00:48:19.000 I mean, even if they hadn't campaigned on pursuing it, would they be vigorously pursuing it?
00:48:23.000 But put that aside.
00:48:24.000 Even the politics, using just the fame piece of this.
00:48:26.000 Fair enough, fair enough.
00:48:27.000 Put that aside.
00:48:28.000 So in Varsity Blues, you thought about this a lot.
00:48:29.000 You know, and I would think to myself, sitting in my office, literally, am I prosecuting Felicity Huffman because we should do that?
00:48:39.000 Or am I prosecuting Felicity Huffman so that someone will say, Andy Lelling prosecuted Felicity Huffman?
00:48:45.000 And it's hard.
00:48:47.000 It's hard.
00:48:48.000 You're human.
00:48:48.000 You're a human being.
00:48:49.000 We all have egos, hubris.
00:48:51.000 It is part of the discipline of that job.
00:48:53.000 And the elected portion of it has got to make it even harder.
00:48:58.000 Oh, yeah.
00:48:58.000 Exacerbates that.
00:48:59.000 Your future depends on it.
00:49:01.000 So this may be the last question.
00:49:02.000 I mean, this hour has flown by.
00:49:06.000 We didn't even get to fentanyl, which is what we were supposed to talk about.
00:49:09.000 So if you're open to it, let's do it next time because I can tell we can go deep on this.
00:49:13.000 We'll do it next time.
00:49:14.000 But I'll close with this one for you.
00:49:19.000 So you talked about being elected and being put in that position, but that's actually on the retrospective because you were at least elected before you got into that position.
00:49:25.000 How do you feel about this?
00:49:26.000 There's a lot of discussion in my circles, policy circles, et cetera, about whether, for example, elected officials should have a cooling off period from lobbying the government.
00:49:37.000 I'm actually quite favorably disposed to this.
00:49:40.000 But put that to one side, I'll ask a different question about it from a prosecutor perspective.
00:49:44.000 So let's say you're in a situation where the prosecutors aren't elected.
00:49:46.000 Should there also be a cooling off period before prosecutors are allowed to run for elected office afterwards too?

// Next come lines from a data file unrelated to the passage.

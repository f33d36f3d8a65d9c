use axum::extract::{Request, State};
use axum::middleware::Next;
use axum::response::Response;
use prometheus::{
    Encoder, Histogram, HistogramOpts, IntCounter, IntCounterVec, Opts, Registry, TextEncoder,
};

use crate::error::RegistryError;

/// Prometheus collectors for the registry, owned by the app state
#[derive(Clone)]
pub struct Metrics {
    registry: Registry,
    request_count: IntCounter,
    request_time: Histogram,
    throttle_decisions: IntCounterVec,
    notifications: IntCounterVec,
}

impl Metrics {
    pub fn new() -> Result<Self, RegistryError> {
        let registry = Registry::new();

        let request_count = IntCounter::new("request_count", "Total count of requests")?;
        let request_time = Histogram::with_opts(HistogramOpts::new(
            "request_processing_seconds",
            "Time spent processing request",
        ))?;
        let throttle_decisions = IntCounterVec::new(
            Opts::new("throttle_decisions_total", "Throttle checks by outcome"),
            &["decision"],
        )?;
        let notifications = IntCounterVec::new(
            Opts::new("notifications_total", "Client created notifications by outcome"),
            &["outcome"],
        )?;

        registry.register(Box::new(request_count.clone()))?;
        registry.register(Box::new(request_time.clone()))?;
        registry.register(Box::new(throttle_decisions.clone()))?;
        registry.register(Box::new(notifications.clone()))?;

        Ok(Self {
            registry,
            request_count,
            request_time,
            throttle_decisions,
            notifications,
        })
    }

    pub fn record_request(&self, seconds: f64) {
        self.request_count.inc();
        self.request_time.observe(seconds);
    }

    pub fn record_throttle(&self, admitted: bool) {
        let decision = if admitted { "admitted" } else { "rejected" };
        self.throttle_decisions.with_label_values(&[decision]).inc();
    }

    pub fn record_notification(&self, delivered: bool) {
        let outcome = if delivered { "delivered" } else { "failed" };
        self.notifications.with_label_values(&[outcome]).inc();
    }

    pub fn request_count(&self) -> u64 {
        self.request_count.get()
    }

    /// Content type of [`render`](Self::render) output
    pub fn content_type(&self) -> String {
        TextEncoder::new().format_type().to_string()
    }

    /// Current values in the Prometheus text exposition format
    pub fn render(&self) -> Result<String, RegistryError> {
        let mut buffer = Vec::new();
        TextEncoder::new().encode(&self.registry.gather(), &mut buffer)?;
        String::from_utf8(buffer)
            .map_err(|e| RegistryError::Internal(format!("Metrics are not valid UTF-8: {}", e)))
    }
}

/// Counts and times every request
pub async fn track_metrics(
    State(metrics): State<Metrics>,
    request: Request,
    next: Next,
) -> Response {
    let timer = std::time::Instant::now();
    let response = next.run(request).await;
    metrics.record_request(timer.elapsed().as_secs_f64());
    response
}
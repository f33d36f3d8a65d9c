use serde::Serialize;

#[derive(Debug, Serialize)]
pub struct DeleteResponse {
    pub detail: String,
}

impl DeleteResponse {
    pub fn deleted() -> Self {
        Self {
            detail: "Client deleted".to_string(),
        }
    }
}

#[derive(Debug, Serialize)]
pub struct ReadinessResponse {
    pub status: String,
    pub store: String,
    #[serde(skip_serializing_if = "Option::is_none")]
    pub error: Option<String>,
}

impl ReadinessResponse {
    pub fn ready(store: String) -> Self {
        Self {
            status: "ready".to_string(),
            store,
            error: None,
        }
    }

    pub fn not_ready(store: String, error: Option<String>) -> Self {
        Self {
            status: "not_ready".to_string(),
            store,
            error,
        }
    }
}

00:49:55.000 Because that's really at least one better deterrent on cashing in on the same factor.
00:50:01.000 That's an interesting question.

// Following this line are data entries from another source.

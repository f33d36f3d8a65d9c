//! Throttle key extraction from incoming requests.

use axum::http::HeaderMap;
use std::net::SocketAddr;

/// Key used when no address can be determined
pub const UNKNOWN_KEY: &str = "unknown";

/// Where the client address is taken from
#[derive(Debug, Clone, Copy, PartialEq, Eq)]
pub enum KeyStrategy {
    /// The socket peer only
    PeerAddress,
    /// `X-Forwarded-For`, then `X-Real-IP`, then the socket peer.
    /// Only safe behind a proxy that overwrites these headers.
    ForwardedHeaders,
}

/// Derives throttle keys from request metadata
#[derive(Debug, Clone)]
pub struct KeyGenerator {
    strategy: KeyStrategy,
}

impl KeyGenerator {
    pub fn new(strategy: KeyStrategy) -> Self {
        Self { strategy }
    }

    /// Generate the throttle key for a request
    pub fn generate_key(&self, headers: &HeaderMap, peer: Option<SocketAddr>) -> String {
        let forwarded = match self.strategy {
            KeyStrategy::PeerAddress => None,
            KeyStrategy::ForwardedHeaders => Self::extract_forwarded_ip(headers),
        };

        forwarded
            .or_else(|| peer.map(|addr| addr.ip().to_string()))
            .unwrap_or_else(|| UNKNOWN_KEY.to_string())
    }

    /// Client IP announced by a proxy, if any
    pub fn extract_forwarded_ip(headers: &HeaderMap) -> Option<String> {
        let header = |name: &str| {
            headers
                .get(name)
                .and_then(|value| value.to_str().ok())
                .map(str::to_string)
        };

        header("x-forwarded-for")
            .and_then(|xff| xff.split(',').next().map(|ip| ip.trim().to_string()))
            .filter(|ip| !ip.is_empty())
            .or_else(|| header("x-real-ip").map(|ip| ip.trim().to_string()))
            .filter(|ip| !ip.is_empty())
    }
}

impl Default for KeyGenerator {
    fn default() -> Self {
        Self::new(KeyStrategy::PeerAddress)
    }
}

#[cfg(test)]
mod tests {
    use super::*;
    use axum::http::HeaderValue;

    fn peer() -> Option<SocketAddr> {
        Some("172.16.0.9:51234".parse().unwrap())
    }

    fn create_test_headers() -> HeaderMap {
        let mut headers = HeaderMap::new();
        headers.insert("x-forwarded-for", HeaderValue::from_static("192.168.1.1, 10.0.0.1"));
        headers.insert("x-real-ip", HeaderValue::from_static("203.0.113.1"));
        headers
    }

    #[test]
    fn test_peer_strategy_ignores_headers() {
        let generator = KeyGenerator::new(KeyStrategy::PeerAddress);
        let key = generator.generate_key(&create_test_headers(), peer());
        assert_eq!(key, "172.16.0.9");
    }

    #[test]
    fn test_forwarded_strategy_prefers_first_hop() {
        let generator = KeyGenerator::new(KeyStrategy::ForwardedHeaders);
        let key = generator.generate_key(&create_test_headers(), peer());
        assert_eq!(key, "192.168.1.1");
    }

    #[test]
    fn test_forwarded_strategy_falls_back_to_real_ip() {
        let mut headers = HeaderMap::new();
        headers.insert("x-real-ip", HeaderValue::from_static("203.0.113.1"));
        let generator = KeyGenerator::new(KeyStrategy::ForwardedHeaders);
        assert_eq!(generator.generate_key(&headers, peer()), "203.0.113.1");
    }

    #[test]
    fn test_forwarded_strategy_falls_back_to_peer() {
        let generator = KeyGenerator::new(KeyStrategy::ForwardedHeaders);
        assert_eq!(generator.generate_key(&HeaderMap::new(), peer()), "172.16.0.9");
    }

    #[test]
    fn test_unknown_without_any_address() {
        let generator = KeyGenerator::default();
        assert_eq!(generator.generate_key(&HeaderMap::new(), None), UNKNOWN_KEY);
    }
}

00:50:02.000 I haven't thought about that.
00:50:03.000 I am overall, I'm a fan of cooling off periods.
00:50:06.000 The law has a bunch of them built in.

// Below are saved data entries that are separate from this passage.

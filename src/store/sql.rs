use super::{ClientStore, StoreBackend};
use crate::error::RegistryError;
use crate::model::{Address, Client, ClientUpdate, NewClient, Page};
use async_trait::async_trait;
use chrono::{DateTime, SubsecRound, Utc};
use sqlx::migrate::Migrator;
use sqlx::sqlite::{SqliteConnectOptions, SqlitePool, SqlitePoolOptions};
use std::str::FromStr;

static MIGRATOR: Migrator = sqlx::migrate!("./migrations");

const SELECT_CLIENT: &str = r#"
    SELECT
        client.id,
        client.created_at,
        client.name,
        client.username,
        client.first_name,
        client.last_name,
        client.company_name,
        address.postal_code,
        address.city
    FROM client
    INNER JOIN address ON address.client_id = client.id
"#;

#[derive(Debug, sqlx::FromRow)]
struct ClientRow {
    id: i64,
    created_at: DateTime<Utc>,
    name: String,
    username: String,
    first_name: String,
    last_name: String,
    company_name: String,
    postal_code: String,
    city: String,
}

impl TryFrom<ClientRow> for Client {
    type Error = RegistryError;

    fn try_from(row: ClientRow) -> Result<Self, Self::Error> {
        let id = u64::try_from(row.id)
            .map_err(|error| RegistryError::Database(format!("invalid client id {}: {error}", row.id)))?;

        Ok(Client {
            id,
            created_at: row.created_at,
            name: row.name,
            username: row.username,
            first_name: row.first_name,
            last_name: row.last_name,
            company_name: row.company_name,
            address: Address {
                postal_code: row.postal_code,
                city: row.city,
            },
        })
    }
}

/// Relational store: a `client` table with a one-to-one `address` table.
///
/// The schema is migrated on connect.
pub struct SqlClientStore {
    pool: SqlitePool,
}

impl SqlClientStore {
    /// Open the database at `database_url`, creating the file if needed.
    ///
    /// `sqlite::memory:` gives a private database held by a single pooled
    /// connection that is never recycled.
    pub async fn connect(database_url: &str) -> Result<Self, RegistryError> {
        let options = SqliteConnectOptions::from_str(database_url)
            .map_err(|error| RegistryError::Configuration(format!("invalid DATABASE_URL: {error}")))?
            .create_if_missing(true);

        let in_memory = database_url.contains(":memory:") || database_url.contains("mode=memory");
        let pool_options = if in_memory {
            SqlitePoolOptions::new()
                .max_connections(1)
                .idle_timeout(None)
                .max_lifetime(None)
        } else {
            SqlitePoolOptions::new().max_connections(5)
        };

        let pool = pool_options
            .connect_with(options)
            .await
            .map_err(|error| RegistryError::Database(format!("failed to open database: {error}")))?;

        MIGRATOR
            .run(&pool)
            .await
            .map_err(|error| RegistryError::Database(format!("failed to run migrations: {error}")))?;

        Ok(Self { pool })
    }

    async fn fetch(&self, id: i64) -> Result<Option<Client>, RegistryError> {
        let sql = format!("{SELECT_CLIENT} WHERE client.id = ?");
        let row = sqlx::query_as::<_, ClientRow>(&sql)
            .bind(id)
            .fetch_optional(&self.pool)
            .await
            .map_err(|error| RegistryError::Database(format!("failed to load client {id}: {error}")))?;

        row.map(Client::try_from).transpose()
    }
}

/// Ids outside SQLite's integer range cannot exist in the table
fn row_id(id: u64) -> Option<i64> {
    i64::try_from(id).ok()
}

fn clamp_i64(value: usize) -> i64 {
    i64::try_from(value).unwrap_or(i64::MAX)
}

#[async_trait]
impl ClientStore for SqlClientStore {
    async fn create(&self, client: NewClient) -> Result<Client, RegistryError> {
        // SQLite keeps microseconds; trimming up front makes reads match the returned value.
        let created_at = Utc::now().trunc_subsecs(6);

        let mut transaction = self.pool.begin().await.map_err(|error| {
            RegistryError::Database(format!("failed to start create transaction: {error}"))
        })?;

        let id = sqlx::query(
            r#"
            INSERT INTO client (created_at, name, username, first_name, last_name, company_name)
            VALUES (?, ?, ?, ?, ?, ?)
            "#,
        )
        .bind(created_at)
        .bind(&client.name)
        .bind(&client.username)
        .bind(&client.first_name)
        .bind(&client.last_name)
        .bind(&client.company_name)
        .execute(&mut *transaction)
        .await
        .map_err(|error| RegistryError::Database(format!("failed to insert client: {error}")))?
        .last_insert_rowid();

        sqlx::query("INSERT INTO address (client_id, postal_code, city) VALUES (?, ?, ?)")
            .bind(id)
            .bind(&client.postal_code)
            .bind(&client.city)
            .execute(&mut *transaction)
            .await
            .map_err(|error| {
                RegistryError::Database(format!("failed to insert address for client {id}: {error}"))
            })?;

        transaction.commit().await.map_err(|error| {
            RegistryError::Database(format!("failed to commit create transaction: {error}"))
        })?;

        let id = u64::try_from(id)
            .map_err(|error| RegistryError::Database(format!("invalid client id {id}: {error}")))?;
        Ok(Client::from_new(id, created_at, client))
    }

    async fn list(&self, page: Page) -> Result<Vec<Client>, RegistryError> {
        let sql = format!("{SELECT_CLIENT} ORDER BY client.id LIMIT ? OFFSET ?");
        let rows = sqlx::query_as::<_, ClientRow>(&sql)
            .bind(clamp_i64(page.limit))
            .bind(clamp_i64(page.skip))
            .fetch_all(&self.pool)
            .await
            .map_err(|error| RegistryError::Database(format!("failed to list clients: {error}")))?;

        rows.into_iter().map(Client::try_from).collect()
    }

    async fn get(&self, id: u64) -> Result<Option<Client>, RegistryError> {
        match row_id(id) {
            Some(id) => self.fetch(id).await,
            None => Ok(None),
        }
    }

    async fn update(
        &self,
        id: u64,
        changes: ClientUpdate,
    ) -> Result<Option<Client>, RegistryError> {
        let Some(id) = row_id(id) else {
            return Ok(None);
        };

        let mut transaction = self.pool.begin().await.map_err(|error| {
            RegistryError::Database(format!("failed to start update transaction: {error}"))
        })?;

        let updated = sqlx::query(
            r#"
            UPDATE client SET
                name = COALESCE(?, name),
                username = COALESCE(?, username),
                first_name = COALESCE(?, first_name),
                last_name = COALESCE(?, last_name),
                company_name = COALESCE(?, company_name)
            WHERE id = ?
            "#,
        )
        .bind(&changes.name)
        .bind(&changes.username)
        .bind(&changes.first_name)
        .bind(&changes.last_name)
        .bind(&changes.company_name)
        .bind(id)
        .execute(&mut *transaction)
        .await
        .map_err(|error| RegistryError::Database(format!("failed to update client {id}: {error}")))?;

        if updated.rows_affected() == 0 {
            return Ok(None);
        }

        sqlx::query(
            r#"
            UPDATE address SET
                postal_code = COALESCE(?, postal_code),
                city = COALESCE(?, city)
            WHERE client_id = ?
            "#,
        )
        .bind(&changes.postal_code)
        .bind(&changes.city)
        .bind(id)
        .execute(&mut *transaction)
        .await
        .map_err(|error| {
            RegistryError::Database(format!("failed to update address for client {id}: {error}"))
        })?;

        let sql = format!("{SELECT_CLIENT} WHERE client.id = ?");
        let row = sqlx::query_as::<_, ClientRow>(&sql)
            .bind(id)
            .fetch_optional(&mut *transaction)
            .await
            .map_err(|error| RegistryError::Database(format!("failed to reload client {id}: {error}")))?;

        transaction.commit().await.map_err(|error| {
            RegistryError::Database(format!("failed to commit update transaction: {error}"))
        })?;

        row.map(Client::try_from).transpose()
    }

    async fn delete(&self, id: u64) -> Result<bool, RegistryError> {
        let Some(id) = row_id(id) else {
            return Ok(false);
        };

        let mut transaction = self.pool.begin().await.map_err(|error| {
            RegistryError::Database(format!("failed to start delete transaction: {error}"))
        })?;

        sqlx::query("DELETE FROM address WHERE client_id = ?")
            .bind(id)
            .execute(&mut *transaction)
            .await
            .map_err(|error| {
                RegistryError::Database(format!("failed to delete address for client {id}: {error}"))
            })?;

        let deleted = sqlx::query("DELETE FROM client WHERE id = ?")
            .bind(id)
            .execute(&mut *transaction)
            .await
            .map_err(|error| RegistryError::Database(format!("failed to delete client {id}: {error}")))?;

        transaction.commit().await.map_err(|error| {
            RegistryError::Database(format!("failed to commit delete transaction: {error}"))
        })?;

        Ok(deleted.rows_affected() > 0)
    }

    async fn ping(&self) -> Result<(), RegistryError> {
        sqlx::query("SELECT 1")
            .execute(&self.pool)
            .await
            .map(|_| ())
            .map_err(RegistryError::from)
    }

    fn backend(&self) -> StoreBackend {
        StoreBackend::Sql
    }
}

00:50:08.000 This one isn't, though.
00:50:10.000 This one is not.
00:50:10.000 In fact, many people jump straight from prosecutor to elected office almost in a way.
00:50:14.000 Republicans do it, Democrats do it.
00:50:16.000 I was considering running for governor of Massachusetts, coming off the platform of being the U.S. attorney in Massachusetts.
00:50:23.000 Since you opened up so first personally there, you said you looked yourself in the mirror, right?
00:50:27.000 Thank you for being vulnerable.
00:50:28.000 I appreciate that.
00:50:30.000 Just seeing that isn't – it feels to me like the system working like it is where you can't go off of that and just run for governor of Massachusetts on the back of prosecuting Felicity Huffman.
00:50:41.000 Yeah.
00:50:42.000 There is an argument that if you could do that, that also would influence your decisions as a prosecutor.
00:50:48.000 So the law strikes these balances.
00:50:49.000 And you didn't though.
00:50:50.000 Why didn't you run for governor?
00:50:51.000 Oh my gosh.
00:50:52.000 You'd have been compelling.
00:50:53.000 You had the fame.
00:50:55.000 You had the momentum.
00:50:56.000 Well, there's a 10% Republican registration base.
00:51:03.000 Yeah, of course.
00:51:04.000 Now Massachusetts is a complicated equation.
00:51:05.000 Occasionally you do get some Republicans.
00:51:07.000 It's very complicated.
00:51:08.000 Yeah, yeah.
00:51:08.000 Well, anyway, thanks for having me.
00:51:09.000 Thanks for joining me on the podcast.
00:51:10.000 Sure, of course.
00:51:11.000 We'll pick up where we left off and start on fentanyl next time around.
00:51:14.000 Yeah, happy to do it.
00:51:15.000 It's a great conversation.
00:51:16.000 I'm Vivek Ramaswamy, candidate for president, and I approve this message.